Verification and validation

Generally, careful verification and validation are necessary parts of the modelling and software development processes. We verify the transmission model by running unit tests. The test coverage of the core of our model reaches approximately 80%. Vadere’s continuous integration pipeline contributes additionally to detecting errors in the code, as every commit is tested automatically. The locomotion models have been verified with unit tests and validated with standardised scenarios according to the Guideline for Microscopic Evacuation Analysis (RiMEA) [28].

The validation of the transmission model, however, poses a challenge since empirical studies on local infection spread, in particular related to SARS-CoV-2, are scarce. Fortunately, some data on superspreading events are available and are sufficiently detailed to be compared to simulations. Superspreading means that one or relatively few individuals infect numerous people [45]. Since it also plays a significant role in the transmission dynamics of SARS-CoV-2 [46], it becomes the core of our validation.

Majra et al. [47] presented an overview of recorded events. Unfortunately, only a few situations can be simulated with our model, and even fewer are suitable for validation. Firstly, the model is designed to capture the transmission via aerosol clouds mostly stagnant for at least several minutes. Thus, strong flows should not dominate the air circulation at the event. Secondly, the event must not be too complex to be meaningfully represented in a simulation scenario. For example, the unknown routes of hundreds of guests at a carnival party would have to be guessed, making any comparison of data doubtful.

We find that the following events fit our purpose best: SARS-CoV-2 spread in a restaurant with ten infected people [48] and during a choir rehearsal, where 52 of 61 attendees became infected [2, 49]. Both events occurred and were investigated in the early phase of the pandemic when science and society were still relatively unaware of SARS-CoV-2. Consequently, other than the more recent events, measures such as physical distancing, air filtering or masks were absent. These would introduce further complexity because they must be adequately modelled and validated. We avoid this for the validation reported here. Effects of these measures can be introduced into the model by adapting the values of parameters, e. g. pathogen particles exhaled or half-life of the aerosol cloud. The reports provide information about the number of secondary cases, that is infected persons but not about the individual number of absorbed virions. We solve this by assuming that all virtual persons who reach the same level of exposure as the close contact in the reference scenario, that is 3.2 ⋅ 103 virus particles, are considered high risk. We then compare the number of infected cases reported for the spreading event to the number of high risk persons we observe in the simulation. In addition, we also compare to a lower dose of 103 virions. The parameter settings for the simulation seeds and the locomotion model for both validation cases are listed in the appendix (S1 and S2 Tables, respectively).

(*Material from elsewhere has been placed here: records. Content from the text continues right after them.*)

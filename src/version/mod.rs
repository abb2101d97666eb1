//! Version resolution from tags and parsed commits.

pub mod resolve;

pub(crate) use resolve::inc_patch;
pub use resolve::VersionResolver;
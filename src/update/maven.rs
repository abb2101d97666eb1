//! Maven pom updater.
//!
//! Rewrites the text of one element addressed by a slash path such as
//! `//project/properties/revision`. The element is located by streaming
//! the document and splicing the new version into its byte span, which
//! keeps formatting, comments and entity usage outside the span intact.

use quick_xml::Reader;
use quick_xml::events::Event;

use crate::config::UpdateSpec;
use crate::error::UpdateError;

enum Target {
    Element { start: usize, end: usize },
    SelfClosing { start: usize, end: usize, name: String },
}

pub(crate) fn run(
    spec: &UpdateSpec,
    content: &str,
    new_version: &str,
) -> Result<String, UpdateError> {
    let segments: Vec<&str> = spec.pom_path.trim_start_matches('/').split('/').collect();

    let mut reader = Reader::from_str(content);
    let mut stack: Vec<String> = Vec::new();
    let mut pending: Option<usize> = None;
    let mut target: Option<Target> = None;

    loop {
        let before = reader.buffer_position() as usize;
        let event = reader
            .read_event()
            .map_err(|source| UpdateError::XmlRewrite {
                file: spec.file_path.clone(),
                source,
            })?;

        match event {
            Event::Start(start) => {
                stack.push(element_name(start.name().as_ref()));
                if target.is_none() && pending.is_none() && at_path(&stack, &segments) {
                    pending = Some(reader.buffer_position() as usize);
                }
            }
            Event::End(_) => {
                if target.is_none() && at_path(&stack, &segments) {
                    if let Some(start) = pending.take() {
                        target = Some(Target::Element { start, end: before });
                    }
                }
                stack.pop();
            }
            Event::Empty(empty) => {
                let name = element_name(empty.name().as_ref());
                stack.push(name.clone());
                if target.is_none() && pending.is_none() && at_path(&stack, &segments) {
                    target = Some(Target::SelfClosing {
                        start: before,
                        end: reader.buffer_position() as usize,
                        name,
                    });
                }
                stack.pop();
            }
            Event::Eof => break,
            _ => {}
        }
    }

    match target {
        Some(Target::Element { start, end }) => Ok(format!(
            "{}{}{}",
            &content[..start],
            new_version,
            &content[end..]
        )),
        Some(Target::SelfClosing { start, end, name }) => {
            let tag = &content[start..end];
            let opened = tag[..tag.len() - 2].trim_end();
            Ok(format!(
                "{}{}>{}</{}>{}",
                &content[..start],
                opened,
                new_version,
                name,
                &content[end..]
            ))
        }
        None => Err(UpdateError::ElementNotFound {
            file: spec.file_path.clone(),
            path: spec.pom_path.clone(),
        }),
    }
}

fn element_name(qname: &[u8]) -> String {
    String::from_utf8_lossy(qname).into_owned()
}

fn at_path(stack: &[String], segments: &[&str]) -> bool {
    stack.len() == segments.len() && stack.iter().zip(segments).all(|(a, b)| a.as_str() == *b)
}
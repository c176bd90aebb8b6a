use anyhow::{anyhow, Result};
use std::env;
use std::path::PathBuf;
use std::time::Duration;

use tabrag_llm::{EmbeddingProvider, LlmProvider};

pub const DEFAULT_TOP_K: usize = 30;
pub const DEFAULT_RERANK_K: usize = 5;
pub const DEFAULT_RESOLVE_THRESHOLD: u8 = 82;
pub const DEFAULT_COLLECTION: &str = "admisiones";
pub const DEFAULT_HASH_DIMENSIONS: usize = 256;

#[derive(Debug, Clone, Copy, PartialEq, Eq)]
pub enum IndexKind {
    Memory,
    Qdrant,
}

#[derive(Debug, Clone, Copy, PartialEq, Eq)]
pub enum EmbeddingKind {
    Hash,
    Remote(EmbeddingProvider),
}

#[derive(Debug, Clone)]
pub struct Settings {
    pub data_dir: PathBuf,
    pub state_dir: PathBuf,
    pub catalog_db_path: PathBuf,
    pub conv_db_path: PathBuf,
    pub embed_cache_path: PathBuf,
    pub bot_profiles_path: PathBuf,
    pub vector_index: IndexKind,
    pub qdrant_url: String,
    pub qdrant_api_key: Option<String>,
    pub qdrant_timeout: Duration,
    pub collection: String,
    pub embedding: EmbeddingKind,
    pub embedding_model: String,
    pub hash_dimensions: usize,
    pub llm_provider: LlmProvider,
    pub llm_model: String,
    pub top_k: usize,
    pub rerank_k: usize,
    pub enable_reranker: bool,
    pub resolve_threshold: u8,
}

impl Settings {
    pub fn from_env() -> Result<Self> {
        Self::from_lookup(|key| env::var(key).ok())
    }

    /// Builds settings from any key lookup; blank values count as unset.
    pub fn from_lookup<F>(lookup: F) -> Result<Self>
    where
        F: Fn(&str) -> Option<String>,
    {
        let get = |key: &str| lookup(key).map(|v| v.trim().to_string()).filter(|v| !v.is_empty());
        let number = |key: &str, default: usize| -> Result<usize> {
            match get(key) {
                Some(raw) => raw
                    .parse()
                    .map_err(|_| anyhow!(format!("{key} must be a non-negative integer, got {raw:?}"))),
                None => Ok(default),
            }
        };

        let data_dir = PathBuf::from(get("TABRAG_DATA_DIR").unwrap_or_else(|| "data".to_string()));
        let state_dir = PathBuf::from(get("TABRAG_STATE_DIR").unwrap_or_else(|| "state".to_string()));
        let state_path = |key: &str, file: &str| {
            get(key)
                .map(PathBuf::from)
                .unwrap_or_else(|| state_dir.join(file))
        };
        let catalog_db_path = state_path("CATALOG_DB_PATH", "catalog.db");
        let conv_db_path = state_path("CONV_DB_PATH", "conversations.db");
        let embed_cache_path = state_path("EMBED_CACHE_PATH", "embeddings.sqlite");
        let bot_profiles_path = get("BOT_PROFILES_PATH")
            .map(PathBuf::from)
            .unwrap_or_else(|| PathBuf::from("config/bot_profiles.yaml"));

        let vector_index = match get("VECTOR_INDEX").unwrap_or_else(|| "memory".into()).to_lowercase().as_str() {
            "memory" => IndexKind::Memory,
            "qdrant" => IndexKind::Qdrant,
            other => return Err(anyhow!(format!("unknown vector index {other}"))),
        };

        let embedding = match get("EMBEDDING_PROVIDER").unwrap_or_else(|| "hash".into()).to_lowercase().as_str() {
            "hash" => EmbeddingKind::Hash,
            "gemini" => EmbeddingKind::Remote(EmbeddingProvider::Gemini),
            "openai" => EmbeddingKind::Remote(EmbeddingProvider::OpenAi),
            other => return Err(anyhow!(format!("unknown embedding provider {other}"))),
        };
        let embedding_model = get("EMBEDDING_MODEL").unwrap_or_else(|| match embedding {
            EmbeddingKind::Hash => "hash".to_string(),
            EmbeddingKind::Remote(provider) => provider.default_model().to_string(),
        });

        let provider_name = get("LLM_PROVIDER").unwrap_or_else(|| "local".to_string());
        let llm_provider = LlmProvider::from_str(&provider_name)
            .ok_or_else(|| anyhow!(format!("unknown provider {provider_name}")))?;
        let llm_model = get("LLM_MODEL").unwrap_or_else(|| default_model(llm_provider).to_string());

        let resolve_threshold = number("RESOLVE_THRESHOLD", DEFAULT_RESOLVE_THRESHOLD as usize)?;
        if resolve_threshold > 100 {
            return Err(anyhow!("RESOLVE_THRESHOLD must be between 0 and 100"));
        }

        Ok(Self {
            data_dir,
            catalog_db_path,
            conv_db_path,
            embed_cache_path,
            bot_profiles_path,
            vector_index,
            qdrant_url: get("QDRANT_URL").unwrap_or_else(|| "http://localhost:6333".to_string()),
            qdrant_api_key: get("QDRANT_API_KEY"),
            qdrant_timeout: Duration::from_secs(number("QDRANT_TIMEOUT", 5)? as u64),
            collection: get("QDRANT_COLLECTION").unwrap_or_else(|| DEFAULT_COLLECTION.to_string()),
            embedding,
            embedding_model,
            hash_dimensions: number("HASH_EMBED_DIMENSIONS", DEFAULT_HASH_DIMENSIONS)?.max(1),
            llm_provider,
            llm_model,
            top_k: number("RAG_TOP_K", DEFAULT_TOP_K)?.max(1),
            rerank_k: number("RAG_RERANK_K", DEFAULT_RERANK_K)?.max(1),
            enable_reranker: get("ENABLE_RERANKER").map(|v| parse_bool(&v)).unwrap_or(true),
            resolve_threshold: resolve_threshold as u8,
            state_dir,
        })
    }

    pub fn bot_data_dir(&self, bot_id: &str) -> PathBuf {
        self.data_dir.join(bot_id)
    }
}

fn default_model(provider: LlmProvider) -> &'static str {
    match provider {
        LlmProvider::OpenAi => "gpt-4.1-mini",
        LlmProvider::Gemini => "gemini-1.5-pro",
        LlmProvider::Local => "local",
    }
}

pub fn parse_bool(raw: &str) -> bool {
    matches!(
        raw.trim().to_lowercase().as_str(),
        "1" | "true" | "yes" | "on"
    )
}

We start with the spreading event in a restaurant in January 2020: Ten persons, divided into groups A, B and C, were sitting at adjacent tables. The infectious index patient belonged to group A. Group A shared the restaurant with group B for 53 min and with group C for 73 min. All ten individuals were tested positive after the restaurant visit. It was determined that the index case infected at least one member of groups B and C while in the restaurant. Further transmission among each group in the following days is considered possible. The topography is shown in Fig 6.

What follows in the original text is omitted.